Evan S. Snitkin (firstname.lastname@example.org)
Daniel Segrè[1,2] (email@example.com)
 Graduate Program in Bioinformatics, Boston University, 44 Cummington St., Boston, Massachusetts, 02215, USA
 Departments of Biology and Biomedical Engineering, Boston University, 24 Cummington St., Boston, Massachusetts, 02215, USA
Constraint-based models of cellular metabolism, such as flux balance analysis (FBA), use convex analysis and optimization to study metabolic networks at a genome scale. The availability of reaction lists for numerous organisms, along with a variety of network analysis and optimization tools, is making these approaches increasingly popular for metabolic engineering and biomedical applications, as well as for addressing fundamental biological questions.
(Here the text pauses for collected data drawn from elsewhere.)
//! Categorical encoders.
//!
//! - One-hot encoding: one boolean indicator column per observed category
//! - Label encoding: integer codes by ascending order of distinct values

use crate::error::{PrepError, Result};
use crate::table::Table;
use crate::utils::{ColumnKind, is_float_dtype, missing_mask, numeric_cells};
use polars::prelude::*;
use std::cmp::Ordering;
use std::collections::HashSet;
use tracing::debug;

/// Replace each listed column with one indicator column per distinct
/// observed value.
///
/// Indicators are named `<column>_<category>`, appear in first-seen order of
/// the categories and take the position of the encoded column. Missing cells
/// are `false` in every indicator. Every category gets its own column.
pub fn one_hot_encode(table: &Table, columns: &[String]) -> Result<Table> {
    let selected = table.resolve_columns("one_hot_encode", columns)?;

    let mut output: Vec<Column> = Vec::with_capacity(table.width());
    for column in table.dataframe().get_columns() {
        let name = column.name().as_str();
        if selected.iter().any(|s| s == name) {
            let indicators = indicator_columns(column.as_materialized_series(), name)?;
            debug!("One-hot encoded '{}' into {} columns", name, indicators.len());
            output.extend(indicators);
        } else {
            output.push(column.clone());
        }
    }

    let mut seen = HashSet::new();
    if let Some(duplicate) = output.iter().find(|c| !seen.insert(c.name().as_str())) {
        return Err(PrepError::DuplicateColumn(duplicate.name().to_string()));
    }

    Ok(Table::new(DataFrame::new(output)?))
}

fn indicator_columns(series: &Series, name: &str) -> Result<Vec<Column>> {
    let missing = missing_mask(series);
    let text = series.cast(&DataType::String)?;
    let cells: Vec<Option<&str>> = text
        .str()?
        .into_iter()
        .zip(missing)
        .map(|(value, is_missing)| if is_missing { None } else { value })
        .collect();

    let mut seen = HashSet::new();
    let categories: Vec<&str> = cells
        .iter()
        .flatten()
        .copied()
        .filter(|category| seen.insert(*category))
        .collect();

    Ok(categories
        .into_iter()
        .map(|category| {
            let flags: Vec<bool> = cells.iter().map(|cell| *cell == Some(category)).collect();
            Series::new(format!("{}_{}", name, category).into(), flags).into_column()
        })
        .collect())
}

/// Replace each listed column's values with 0-based integer codes assigned
/// by ascending sort order of its distinct present values.
///
/// Codes are independent per column and missing cells stay missing. Numeric
/// columns are accepted too, so encoding an already encoded column is
/// allowed; it only reproduces the same codes while they are still dense
/// (0..k with none missing).
pub fn label_encode(table: &Table, columns: &[String]) -> Result<Table> {
    let selected = table.resolve_columns("label_encode", columns)?;

    let mut df = table.dataframe().clone();
    for name in &selected {
        let series = table.series(name)?;
        let (codes, classes) = encode_series(series, name)?;
        debug!("Label encoded '{}' with {} classes", name, classes);
        df.replace(name, Series::new(name.as_str().into(), codes))?;
    }

    Ok(Table::new(df))
}

fn encode_series(series: &Series, name: &str) -> Result<(Vec<Option<i64>>, usize)> {
    match ColumnKind::of(series.dtype()) {
        ColumnKind::Numeric | ColumnKind::Temporal => {
            // Integers and temporal values are compared exactly, not through f64
            let physical = series.to_physical_repr().into_owned();
            if is_float_dtype(physical.dtype()) {
                Ok(codes_for(&numeric_cells(&physical)?, f64::total_cmp))
            } else if matches!(physical.dtype(), DataType::UInt64) {
                let cells: Vec<Option<u64>> = physical.u64()?.into_iter().collect();
                Ok(codes_for(&cells, |a, b| a.cmp(b)))
            } else {
                let integers = physical.cast(&DataType::Int64)?;
                let cells: Vec<Option<i64>> = integers.i64()?.into_iter().collect();
                Ok(codes_for(&cells, |a, b| a.cmp(b)))
            }
        }
        ColumnKind::Boolean => {
            let cells: Vec<Option<bool>> = series.bool()?.into_iter().collect();
            Ok(codes_for(&cells, |a, b| a.cmp(b)))
        }
        ColumnKind::Categorical => {
            let text = series.cast(&DataType::String)?;
            let cells: Vec<Option<&str>> = text.str()?.into_iter().collect();
            Ok(codes_for(&cells, |a, b| a.cmp(b)))
        }
        ColumnKind::Other => Err(PrepError::InvalidParameter(format!(
            "label encoding is not supported for column '{}' of type {}",
            name,
            series.dtype()
        ))),
    }
}

/// Map each present cell to the rank of its value among the distinct values.
fn codes_for<T, F>(cells: &[Option<T>], cmp: F) -> (Vec<Option<i64>>, usize)
where
    T: Clone,
    F: Fn(&T, &T) -> Ordering,
{
    let mut classes: Vec<T> = cells.iter().flatten().cloned().collect();
    classes.sort_by(&cmp);
    classes.dedup_by(|a, b| cmp(&*a, &*b) == Ordering::Equal);

    let codes = cells
        .iter()
        .map(|cell| {
            cell.as_ref().and_then(|value| {
                classes
                    .binary_search_by(|probe| cmp(probe, value))
                    .ok()
                    .map(|index| index as i64)
            })
        })
        .collect();

    (codes, classes.len())
}
//! Feature scaling.
//!
//! Both scalers compute their statistics over present values only and keep
//! missing cells missing. Scaled columns are always Float64.

use crate::error::{PrepError, Result};
use crate::table::Table;
use crate::utils::{is_degenerate, mean, numeric_cells, population_std, present_values};
use polars::prelude::*;
use tracing::debug;

/// Statistics of one standardized column.
#[derive(Debug, Clone, Copy, PartialEq)]
struct Standardization {
    mean: f64,
    std_dev: f64,
}

/// Standardize each listed column: `(x - mean) / std` with population
/// statistics.
pub fn standard_scale(table: &Table, columns: &[String]) -> Result<Table> {
    let columns = table.resolve_columns("standard_scale", columns)?;

    // Validate everything before building the output
    let mut plans = Vec::with_capacity(columns.len());
    for name in &columns {
        let cells = numeric_cells(table.numeric_series(name)?)?;
        let values = present_values(&cells);
        let mean = mean(&values).ok_or_else(|| PrepError::NoValidValues(name.clone()))?;
        let std_dev = population_std(&values, mean).unwrap_or(0.0);
        if is_degenerate(&values) || !std_dev.is_finite() {
            return Err(PrepError::degenerate(name, "standard deviation is zero"));
        }
        plans.push((name, cells, Standardization { mean, std_dev }));
    }

    let mut df = table.dataframe().clone();
    for (name, cells, stats) in plans {
        debug!(
            "Standardized '{}' (mean={:.4}, std={:.4})",
            name, stats.mean, stats.std_dev
        );
        let scaled: Vec<Option<f64>> = cells
            .into_iter()
            .map(|cell| cell.map(|x| (x - stats.mean) / stats.std_dev))
            .collect();
        df.replace(name, Series::new(name.as_str().into(), scaled))?;
    }

    Ok(Table::new(df))
}

/// Rescale each listed column linearly so `[min, max]` maps onto `range`.
pub fn min_max_scale(table: &Table, columns: &[String], range: (f64, f64)) -> Result<Table> {
    let (lo, hi) = range;
    if !lo.is_finite() || !hi.is_finite() || lo >= hi {
        return Err(PrepError::InvalidParameter(format!(
            "min-max range ({}, {}) must be finite with lower bound below upper bound",
            lo, hi
        )));
    }
    let columns = table.resolve_columns("min_max_scale", columns)?;

    let mut plans = Vec::with_capacity(columns.len());
    for name in &columns {
        let cells = numeric_cells(table.numeric_series(name)?)?;
        let values = present_values(&cells);
        if values.is_empty() {
            return Err(PrepError::NoValidValues(name.clone()));
        }
        let min = values.iter().copied().fold(f64::INFINITY, f64::min);
        let max = values.iter().copied().fold(f64::NEG_INFINITY, f64::max);
        if is_degenerate(&values) {
            return Err(PrepError::degenerate(name, "range is zero"));
        }
        plans.push((name, cells, min, max));
    }

    let mut df = table.dataframe().clone();
    for (name, cells, min, max) in plans {
        debug!(
            "Min-max scaled '{}' from [{}, {}] to [{}, {}]",
            name, min, max, lo, hi
        );
        let span = max - min;
        let scaled: Vec<Option<f64>> = cells
            .into_iter()
            .map(|cell| cell.map(|x| lo + (x - min) / span * (hi - lo)))
            .collect();
        df.replace(name, Series::new(name.as_str().into(), scaled))?;
    }

    Ok(Table::new(df))
}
It is therefore very important to assess the predictive capacity of these models and to understand how to interpret them in a biologically relevant manner. Typically, model assessment is limited to gauging the ability to predict phenotypes, such as viability under different environmental and genetic conditions. These types of assessments, for the most part, focus only on the growth phenotype of the cells, but ignore the underlying flux predictions. While this may be sufficient for certain types of study, the question of whether flux balance models can reliably predict intracellular and transport fluxes is crucial for more detailed analysis, and remains largely unanswered. Here we compare FBA model predictions of yeast metabolic fluxes to a previously published set of experimentally determined fluxes for 13 different single gene deletion mutants across a variety of possible objective functions. We find that the specific optimization criteria used to determine fluxes have a significant impact on the accuracy of the predicted fluxes. Interestingly, while different optimization methods provide very different levels of agreement relative to experimental fluxes, they tend to provide similar predictions with respect to the effect of the perturbation on growth. This demonstrates that assessment of models at the level of flux predictions is a critical step in assessing the biological validity of different models and optimization criteria.